Work instructions
Check every line of the entries for "filter", and copy the lines that hold it.

···

//! Probability estimates over a record set.
//!
//! Each function counts over whatever store it is handed; nothing is cached
//! here. Features are tested with [`Evidence::is_present`](crate::record::Evidence::is_present),
//! so every column is read as a 0/1 flag.

use crate::{
    error::{BayesError, Result},
    record::{Feature, Label, RecordStore},
};

/// Additive smoothing applied by [`likelihood`].
pub const SMOOTHING: f64 = 1.0;

/// Fraction of records labelled as dropped.
pub fn prior(records: &RecordStore) -> Result<f64> {
    if records.is_empty() {
        return Err(BayesError::EmptyDataset);
    }

    let dropped = records
        .records()
        .filter(|record| record.label == Label::Dropped)
        .count();

    Ok(dropped as f64 / records.len() as f64)
}

/// Smoothed probability of dropping given that `feature` is present.
///
/// This is a complete single-feature Bayes update rather than a class-conditional
/// likelihood:
///
/// ```text
/// p_dropped     = (d + s) / (n + 2s)
/// p_f_dropped   = (fd + s) / (d + 2s)
/// p_f_retained  = (fn + s) / (n - d + 2s)
/// p_f           = p_f_dropped * p_dropped + p_f_retained * (1 - p_dropped)
/// likelihood    = p_f_dropped * p_dropped / p_f
/// ```
///
/// where `n` is the record count, `d` the dropped count, and `fd`/`fn` the
/// dropped/retained records with the feature present.
pub fn likelihood(records: &RecordStore, feature: Feature) -> Result<f64> {
    let (num_students, num_dropped, num_feature_dropped, num_feature_not_dropped) = records
        .records()
        .fold((0u64, 0u64, 0u64, 0u64), |(n, d, fd, fnd), record| {
            let present = record.evidence.is_present(feature) as u64;
            match record.label {
                Label::Dropped => (n + 1, d + 1, fd + present, fnd),
                Label::NotDropped => (n + 1, d, fd, fnd + present),
            }
        });

    let n = num_students as f64;
    let d = num_dropped as f64;

    let p_dropped = (d + SMOOTHING) / (n + 2.0 * SMOOTHING);
    let p_not_dropped = 1.0 - p_dropped;
    let p_feature_given_dropped = (num_feature_dropped as f64 + SMOOTHING) / (d + 2.0 * SMOOTHING);
    let p_feature_given_not_dropped =
        (num_feature_not_dropped as f64 + SMOOTHING) / (n - d + 2.0 * SMOOTHING);

    let p_feature =
        p_feature_given_dropped * p_dropped + p_feature_given_not_dropped * p_not_dropped;
    if p_feature == 0.0 {
        return Err(BayesError::DivisionByZero("feature probability"));
    }

    Ok(p_feature_given_dropped * p_dropped / p_feature)
}

/// Fraction of records with `feature` present, regardless of label.
pub fn marginal(records: &RecordStore, feature: Feature) -> Result<f64> {
    if records.is_empty() {
        return Err(BayesError::EmptyDataset);
    }

    let present = records
        .records()
        .filter(|record| record.evidence.is_present(feature))
        .count();

    Ok(present as f64 / records.len() as f64)
}

pub fn bayes_theorem(prior: f64, likelihood: f64, evidence: f64) -> Result<f64> {
    if evidence == 0.0 {
        return Err(BayesError::DivisionByZero("evidence"));
    }
    Ok(likelihood * prior / evidence)
}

···

Exercise result
        .filter(|record| record.label == Label::Dropped)
        .filter(|record| record.evidence.is_present(feature))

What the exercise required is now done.